It is with genuine sorrow that I prepare this post. Twelve public servants, a local businessman, and another man clearly struggling with his own personal issues, senselessly dead in a nearby community. Engineers, technicians, clerks, administrators all just going about their normal business— fellow Virginians. Fathers, mothers, sons, daughters, brothers, sisters, and friends lost to their families forever.
Yet another shooting, this time too close not to feel it a bit deeper. Perhaps what makes this latest even more troubling is it’s accompanied by recent similarly tragic shootings right here in Roanoke—a young man in southwest Roanoke, three adults after an argument over parking, a woman shot in northwest Roanoke—senseless.

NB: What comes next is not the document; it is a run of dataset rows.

//! Custom cursor: a dot that tracks the pointer closely and a ring that lags.
//!
//! Both markers ease toward the last pointer position every frame, whether or
//! not the pointer moved, so they settle on their own.

use crate::animation::Follower;
use crate::config::CursorConfig;
use crate::error::FxResult;
use crate::frame::{FrameControl, FrameEffect};
use crate::host::{DocumentHost, ElementHandle};
use crate::layout::px;

/// Class of the inner marker.
pub const DOT_CLASS: &str = "custom-cursor";
/// Class of the outer marker.
pub const RING_CLASS: &str = "custom-cursor-follower";
/// Class toggled on the dot over interactive elements.
pub const HOVER_CLASS: &str = "hover";

/// The two cursor markers and the raw pointer they chase.
pub struct CustomCursor<E: ElementHandle> {
    dot: E,
    ring: E,
    pointer: (f64, f64),
    dot_pos: Follower,
    ring_pos: Follower,
}

impl<E: ElementHandle> CustomCursor<E> {
    /// Creates both markers and appends them to the body.
    ///
    /// Returns `Ok(None)` on viewports narrower than the configured minimum.
    ///
    /// # Errors
    ///
    /// Fails if the host cannot create the marker elements.
    pub fn mount<D>(doc: &D, config: &CursorConfig) -> FxResult<Option<Self>>
    where
        D: DocumentHost<Element = E>,
    {
        let viewport = doc.viewport();
        if viewport.is_narrow(config.min_viewport_width) {
            tracing::debug!("Custom cursor skipped: viewport {} wide", viewport.width);
            return Ok(None);
        }

        let dot = doc.create_element("div")?;
        dot.add_class(DOT_CLASS);
        let ring = doc.create_element("div")?;
        ring.add_class(RING_CLASS);

        let body = doc.body();
        body.append_child(&dot);
        body.append_child(&ring);

        Ok(Some(Self::new(dot, ring, config)))
    }

    /// Wraps existing marker elements.
    pub fn new(dot: E, ring: E, config: &CursorConfig) -> Self {
        Self {
            dot,
            ring,
            pointer: (0.0, 0.0),
            dot_pos: Follower::new(config.dot_rate),
            ring_pos: Follower::new(config.ring_rate),
        }
    }

    /// Records the raw pointer position.
    pub fn on_pointer_move(&mut self, x: f64, y: f64) {
        self.pointer = (x, y);
    }

    /// Pointer entered an interactive element.
    pub fn on_hover_enter(&self) {
        self.dot.add_class(HOVER_CLASS);
    }

    /// Pointer left an interactive element.
    pub fn on_hover_leave(&self) {
        self.dot.remove_class(HOVER_CLASS);
    }

    /// Current dot position.
    #[must_use]
    pub fn dot_position(&self) -> (f64, f64) {
        self.dot_pos.position()
    }

    /// Current ring position.
    #[must_use]
    pub fn ring_position(&self) -> (f64, f64) {
        self.ring_pos.position()
    }

    /// Eases both markers one step and writes their positions.
    pub fn step(&mut self) {
        let (x, y) = self.pointer;
        self.dot_pos.step(x, y);
        self.ring_pos.step(x, y);

        place(&self.dot, self.dot_pos);
        place(&self.ring, self.ring_pos);
    }
}

fn place<E: ElementHandle>(element: &E, at: Follower) {
    element.set_style("left", &px(at.x));
    element.set_style("top", &px(at.y));
}

impl<E: ElementHandle> FrameEffect for CustomCursor<E> {
    fn frame(&mut self, _now_ms: f64) -> FrameControl {
        self.step();
        FrameControl::Continue
    }
}
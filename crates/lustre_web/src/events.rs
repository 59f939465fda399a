//! DOM event wiring.

use wasm_bindgen::closure::Closure;
use wasm_bindgen::JsCast;
use web_sys::{Event, EventTarget, MouseEvent};

/// Attaches `handler` to `target` for the lifetime of the page.
pub fn listen<F>(target: &EventTarget, event: &str, handler: F)
where
    F: FnMut(Event) + 'static,
{
    let closure = Closure::<dyn FnMut(Event)>::new(handler);
    if let Err(err) = target.add_event_listener_with_callback(event, closure.as_ref().unchecked_ref()) {
        tracing::warn!("Could not listen for `{}`: {:?}", event, err);
        return;
    }
    // Listeners are never removed
    closure.forget();
}

/// Like [`listen`], but runs `handler` on the first event only.
pub fn listen_once<F>(target: &EventTarget, event: &str, handler: F)
where
    F: FnOnce() + 'static,
{
    let mut pending = Some(handler);
    listen(target, event, move |_| {
        if let Some(handler) = pending.take() {
            handler();
        }
    });
}

/// Viewport coordinates of a mouse event.
#[must_use]
pub fn client_position(event: &Event) -> Option<(f64, f64)> {
    event
        .dyn_ref::<MouseEvent>()
        .map(|mouse| (f64::from(mouse.client_x()), f64::from(mouse.client_y())))
}
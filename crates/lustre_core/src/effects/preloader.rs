//! Preloader dismissal: fade the loading overlay out after `load`, then drop it.

use crate::config::PreloaderConfig;
use crate::host::{ElementHandle, Scheduler};

/// Class that triggers the overlay's CSS fade.
pub const HIDDEN_CLASS: &str = "hidden";

/// The loading overlay.
pub struct Preloader<E: ElementHandle> {
    element: E,
    hide_delay_ms: u32,
    remove_delay_ms: u32,
}

impl<E: ElementHandle> Preloader<E> {
    /// Returns `None` when the page has no overlay.
    pub fn new(element: Option<E>, config: &PreloaderConfig) -> Option<Self> {
        element.map(|element| Self {
            element,
            hide_delay_ms: config.hide_delay_ms,
            remove_delay_ms: config.remove_delay_ms,
        })
    }

    /// Schedules the fade and removal. Call from the page `load` event.
    pub fn on_page_load<S: Scheduler>(self, scheduler: &S) {
        let Self {
            element,
            hide_delay_ms,
            remove_delay_ms,
        } = self;
        let inner = scheduler.clone();

        scheduler.schedule(
            hide_delay_ms,
            Box::new(move || {
                element.add_class(HIDDEN_CLASS);
                inner.schedule(
                    remove_delay_ms,
                    Box::new(move || {
                        element.remove();
                        tracing::debug!("Preloader removed");
                    }),
                );
            }),
        );
    }
}
//! devcn-ui list コマンド
//!
//! レジストリ一覧を取得して表示する。取得できなければ組み込みの一覧を使う。

use crate::config::{HttpConfig, RegistryConfig};
use crate::error::{self, DevcnError, ErrorFormatter};
use crate::registry::{fallback_index, RegistryClient, RegistryIndex, RegistryItem, RegistrySource};
use clap::Parser;
use comfy_table::{presets::UTF8_FULL, Table};

#[derive(Debug, Parser)]
pub struct Args {
    /// Output in JSON format
    #[arg(long, conflicts_with = "simple")]
    pub json: bool,

    /// Output only component names
    #[arg(long, conflicts_with = "json")]
    pub simple: bool,
}

pub async fn run(args: Args, verbose: bool) -> Result<(), String> {
    let formatter = ErrorFormatter::new(verbose);

    let index = match RegistryConfig::from_env() {
        Ok(config) => load_index(&RegistryClient::new(&HttpConfig::default(), config)).await,
        Err(e) => use_fallback(&e),
    };

    if args.json {
        print_json(&index).map_err(|e| formatter.format(&e))
    } else if args.simple {
        print_simple(&index);
        Ok(())
    } else {
        print!("{}", render_listing(&index));
        Ok(())
    }
}

/// 一覧を取得（失敗時は組み込み一覧にフォールバック）
pub async fn load_index(registry: &dyn RegistrySource) -> RegistryIndex {
    match registry.fetch_index().await {
        Ok(index) => index,
        Err(e) => use_fallback(&e),
    }
}

/// 取得できなかった理由を記録して組み込み一覧を返す
fn use_fallback(reason: &DevcnError) -> RegistryIndex {
    tracing::warn!(error = %reason, "registry listing unavailable");
    println!("Using local registry data...");
    fallback_index()
}

/// AI コンポーネントとユーティリティに分けた一覧表示
pub fn render_listing(index: &RegistryIndex) -> String {
    let (ai, utility): (Vec<&RegistryItem>, Vec<&RegistryItem>) =
        index.items.iter().partition(|item| item.is_ai());

    let mut out = String::from("\nAvailable components:\n");

    for (title, items) in [("AI Components:", &ai), ("Utility Components:", &utility)] {
        if items.is_empty() {
            continue;
        }
        out.push('\n');
        out.push_str(title);
        out.push('\n');
        out.push_str(&render_table(items).to_string());
        out.push('\n');
    }

    out.push_str(&format!("\nTotal: {} components\n", index.items.len()));
    out.push_str("\nUsage: devcn-ui add <component-name>\n");
    out
}

fn render_table(items: &[&RegistryItem]) -> Table {
    let mut table = Table::new();
    table.load_preset(UTF8_FULL);
    table.set_header(vec!["Name", "Description"]);
    for item in items {
        table.add_row(vec![
            item.name.as_str(),
            item.description.as_deref().unwrap_or("-"),
        ]);
    }
    table
}

fn print_simple(index: &RegistryIndex) {
    for item in &index.items {
        println!("{}", item.name);
    }
}

fn print_json(index: &RegistryIndex) -> error::Result<()> {
    let json = serde_json::to_string_pretty(&index.items)?;
    println!("{json}");
    Ok(())
}

#[cfg(test)]
#[path = "list_test.rs"]
mod tests;
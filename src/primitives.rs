//! ベースUIプリミティブ（shadcn/ui コンポーネント）の補完
//!
//! 記述子が参照するプリミティブのうち、利用側の components/ui に無いものを
//! スキャフォールドツールで1つずつ追加する。

use crate::config::ProjectLayout;
use crate::fs::FileSystem;
use crate::registry::ComponentDescriptor;
use crate::scaffold::Scaffolder;
use regex::Regex;
use std::collections::BTreeSet;
use std::sync::LazyLock;

/// 内部名前空間のプリミティブ参照（書き換え前の記述子に対して使う）
static PRIMITIVE_RE: LazyLock<Regex> = LazyLock::new(|| {
    Regex::new(r#"@repo/shadcn-ui/components/ui/([^'"]+)"#).expect("primitive pattern is valid")
});

/// プリミティブの存在確認に使う拡張子
const PRIMITIVE_EXTENSIONS: [&str; 2] = ["tsx", "ts"];

/// 記述子が参照するプリミティブ名を集める
pub fn referenced_primitives(descriptor: &ComponentDescriptor) -> BTreeSet<String> {
    descriptor
        .contents()
        .flat_map(|content| {
            PRIMITIVE_RE
                .captures_iter(content)
                .filter_map(|caps| caps.get(1))
                .map(|m| m.as_str().to_string())
                .collect::<Vec<_>>()
        })
        .collect()
}

/// 補完の結果
#[derive(Debug, Default)]
pub struct PrimitiveReport {
    pub installed: Vec<String>,
    /// (名前, エラー, 手動インストール用コマンド)
    pub failed: Vec<(String, String, String)>,
}

impl PrimitiveReport {
    pub fn is_empty(&self) -> bool {
        self.installed.is_empty() && self.failed.is_empty()
    }
}

/// プリミティブの補完処理
pub struct PrimitiveReconciler<'a> {
    fs: &'a dyn FileSystem,
    scaffolder: &'a Scaffolder<'a>,
    layout: &'a ProjectLayout,
}

impl<'a> PrimitiveReconciler<'a> {
    pub fn new(
        fs: &'a dyn FileSystem,
        scaffolder: &'a Scaffolder<'a>,
        layout: &'a ProjectLayout,
    ) -> Self {
        Self {
            fs,
            scaffolder,
            layout,
        }
    }

    /// ローカルにファイルが無いプリミティブ名
    pub fn missing(&self, names: &BTreeSet<String>) -> Vec<String> {
        let ui_dir = self.layout.ui_dir();
        names
            .iter()
            .filter(|name| {
                !PRIMITIVE_EXTENSIONS
                    .iter()
                    .any(|ext| self.fs.exists(&ui_dir.join(format!("{}.{}", name, ext))))
            })
            .cloned()
            .collect()
    }

    /// 不足分を1つずつインストールする（失敗しても残りは続行）
    pub fn install_missing(&self, descriptor: &ComponentDescriptor) -> PrimitiveReport {
        let mut report = PrimitiveReport::default();

        let missing = self.missing(&referenced_primitives(descriptor));
        if missing.is_empty() {
            return report;
        }

        println!(
            "🧩 Installing missing shadcn/ui components: {}",
            missing.join(", ")
        );

        for name in missing {
            println!("  Installing {}...", name);
            match self.scaffolder.add_primitive(&name) {
                Ok(()) => report.installed.push(name),
                Err(e) => {
                    tracing::warn!(component = %name, error = %e, "primitive install failed");
                    let manual = self.scaffolder.manual_command(&name);
                    report.failed.push((name, e.to_string(), manual));
                }
            }
        }

        report
    }
}

#[cfg(test)]
#[path = "primitives_test.rs"]
mod tests;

Beyond the sorrow, beyond the senselessness, we must retain hope and even more so, resolve—resolve that this cannot be the norm. We cannot accept that people going about their daily routines don’t come home, that individuals suffering with mental illness don’t receive the help they need, that guns are how disagreements are settled, that women and children aren’t safe in their homes and neighborhoods. We must together resolve that this will not be the new norm. We must resolve that compassion, empathy, and decency will remain the values we embrace and insist upon nothing less from ourselves and others.
Even before these most recent events, the Mayor and Council asked a group of citizens to help facilitate a community conversation about how gun violence may be curbed in our community. Yet another group of citizens and faith leaders are making plans to help us all remember the many victims affected by gun violence that has occurred in our city. And, of course, our dedicated law enforcement officers will continue to do all they can to keep us safe, help when tragedy strikes, and conduct the necessary investigations to see that justice is served.
But we all have a role, a responsibility—we must not succumb to our fears, allow recent events to cause us to lose hope, or use such tragedies to push us even further apart from one another. What is needed now is grieving, hope, and resolve to forgive, love, and to stop the senseless killing.